Tim asistensi hukum bertugas bak penyelidik: menentukan apakah ada unsur pidana atau tidak.

Tim Asistensi Hukum Bikinan Wiranto Bak Penyelidik Resmi Negara
Menteri Koordinator Politik Hukum dan Keamanan Wiranto. tirto.id/Andrey Gromico

tirto.id - Kementerian Koordinator Bidang Politik, Hukum, dan Keamanan (Kemenko Polhukam) meresmikan Tim Asistensi Hukum pada 8 Mei lalu. Tim yang dibentuk Wiranto itu terdiri dari 24 praktisi dan akademisi hukum kondang dan akan bekerja setidaknya sampai 31 Oktober 2019.

"Kami membentuk tim hukum nasional yang akan mengkaji ucapan, tindakan, pemikiran dari tokoh-tokoh tertentu, siapa pun dia, yang nyata-nyata melanggar dan melawan hukum," kata Wiranto di kantor Kemenko Polhukam, Jakarta, Senin (6/5/2019).

Tim ini dikritik sejumlah orang saat pertama kali diwacanakan.

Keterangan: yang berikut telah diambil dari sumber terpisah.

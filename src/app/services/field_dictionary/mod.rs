//! Field dictionary for order report parsing
//!
//! The dictionary is the only place report layouts are described. It maps
//! object types to the headers that identify them and to the processors that
//! turn a captured header value into record fields.
//!
//! ## Architecture
//!
//! - [`dictionary`] - Compiled lookups: headers, owning types, ownership rules
//! - [`processors`] - The closed set of field processors and their factory
//!
//! ## Usage
//!
//! ```rust
//! use order_parser::app::models::StructuredRecord;
//! use order_parser::app::services::field_dictionary::FieldDictionary;
//!
//! # fn example() -> order_parser::Result<()> {
//! let dictionary = FieldDictionary::from_json_str(r#"{"Order": {"fields": {"foo": "Foo:"}}}"#)?;
//! assert_eq!(dictionary.types_for_header("Foo:"), ["Order".to_string()]);
//!
//! let mut record = StructuredRecord::new();
//! dictionary.process(&mut record, "Order", "Foo:", "  3  ")?;
//! assert_eq!(record.text("foo"), Some("3"));
//! # Ok(())
//! # }
//! ```

pub mod dictionary;
pub mod processors;

#[cfg(test)]
pub mod tests;

// Re-export main types for easy access
pub use dictionary::FieldDictionary;
pub use processors::FieldProcessor;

Kepala Advokasi Yayasan Lembaga Bantuan Hukum Indonesia (YLBHI) Muhammad Isnur misalnya, mengatakan tim ini tak perlu ada karena sudah ada perangkat yang jelas untuk menindak para pelanggar hukum.

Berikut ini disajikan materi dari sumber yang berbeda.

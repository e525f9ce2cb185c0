//! Classification and filing of completed captures
//!
//! A finished [`ObjectBuilder`] is classified by the headers it holds, turned
//! into a [`StructuredRecord`] through the dictionary's processors, and filed
//! either at the top level or under a previously produced owner.

use tracing::{debug, warn};

use super::object_builder::ObjectBuilder;
use crate::app::models::StructuredRecord;
use crate::app::services::field_dictionary::FieldDictionary;
use crate::{Error, Result};

/// Where a cooked record ended up
#[derive(Debug, Clone, Copy, PartialEq, Eq)]
pub enum Filing {
    /// Appended to the top-level output
    TopLevel,
    /// Nested under the top-level record at `owner_index`
    Attached { owner_index: usize },
    /// Discarded because no owner carries the matching value
    Dropped,
}

/// Turns captures into structured records and owns the output sequence
#[derive(Debug)]
pub struct ObjectCook<'d> {
    dictionary: &'d FieldDictionary,
    records: Vec<StructuredRecord>,
}

impl<'d> ObjectCook<'d> {
    pub fn new(dictionary: &'d FieldDictionary) -> Self {
        Self {
            dictionary,
            records: Vec::new(),
        }
    }

    /// Resolve the single type the captured headers point at
    ///
    /// Only headers claimed by exactly one type vote. Two votes for different
    /// types make the record ambiguous; no vote at all makes it
    /// uncategorizable. `line` is where the record ended and is carried in the
    /// error.
    pub fn classify(&self, builder: &ObjectBuilder, line: usize) -> Result<&'d str> {
        let dictionary = self.dictionary;
        let mut resolved: Option<&'d str> = None;

        for header in builder.headers() {
            let [candidate] = dictionary.types_for_header(header) else {
                continue;
            };

            match resolved {
                None => resolved = Some(candidate.as_str()),
                Some(current) if current == candidate => {}
                Some(current) => {
                    return Err(Error::AmbiguousRecord {
                        line,
                        header: header.to_string(),
                        resolved_type: current.to_string(),
                        conflicting_type: candidate.clone(),
                    });
                }
            }
        }

        resolved.ok_or_else(|| Error::UncategorizableRecord {
            line,
            headers: builder.headers().map(str::to_string).collect(),
        })
    }

    /// Classify, process and file one completed capture
    pub fn cook(&mut self, builder: ObjectBuilder, line: usize) -> Result<Filing> {
        let dictionary = self.dictionary;
        let type_name = self.classify(&builder, line)?;
        let (fields, meta) = builder.into_parts();

        let mut record = StructuredRecord::new();
        for (header, value) in &fields {
            dictionary.process(&mut record, type_name, header, value)?;
        }
        record.meta = meta;

        self.file(type_name, record)
    }

    fn file(&mut self, type_name: &str, record: StructuredRecord) -> Result<Filing> {
        let dictionary = self.dictionary;
        let Some(rule) = dictionary.owner_of(type_name) else {
            debug!("Filed {} record at top level", type_name);
            self.records.push(record);
            return Ok(Filing::TopLevel);
        };

        let Some(key) = record.text(&rule.match_on) else {
            warn!(
                "Dropping {} record: it has no '{}' value to find its owner by",
                type_name, rule.match_on
            );
            return Ok(Filing::Dropped);
        };

        let owner_index = self
            .records
            .iter()
            .position(|candidate| candidate.text(&rule.match_on) == Some(key));

        match owner_index {
            Some(owner_index) => {
                debug!(
                    "Nested {} record under '{}' of record {} ({} = {})",
                    type_name, rule.nest_as, owner_index, rule.match_on, key
                );
                self.records[owner_index].push_child(&rule.nest_as, record)?;
                Ok(Filing::Attached { owner_index })
            }
            None => {
                warn!(
                    "Dropping {} record: no earlier record has {} = '{}'",
                    type_name, rule.match_on, key
                );
                Ok(Filing::Dropped)
            }
        }
    }

    pub fn into_records(self) -> Vec<StructuredRecord> {
        self.records
    }
}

"Jika seseorang diduga melakukan kejahatan, ya, kan sudah ada KUHP, KUHAP, dan Undang-Undang lain yang mengatur. Kok seperti tidak membaca dan mendasarkan pada Undang-Undang yang ada?" kata Isnur kepada reporter Tirto.

Jadi sebetulnya, apa kerja mereka?

Sekretaris tim, Adi Warman, mengatakan tugas utama mereka adalah melakukan kajian atas isu-isu atau kasus-kasus tertentu untuk menemukan apakah ada unsur pidana atau tidak di dalamnya. Setelah itu mereka akan memberi rekomendasi.

"Jadi kami bentuknya semacam saran kepada penyidik," kata Adi kepada reporter Tirto, Jumat (10/5/2019).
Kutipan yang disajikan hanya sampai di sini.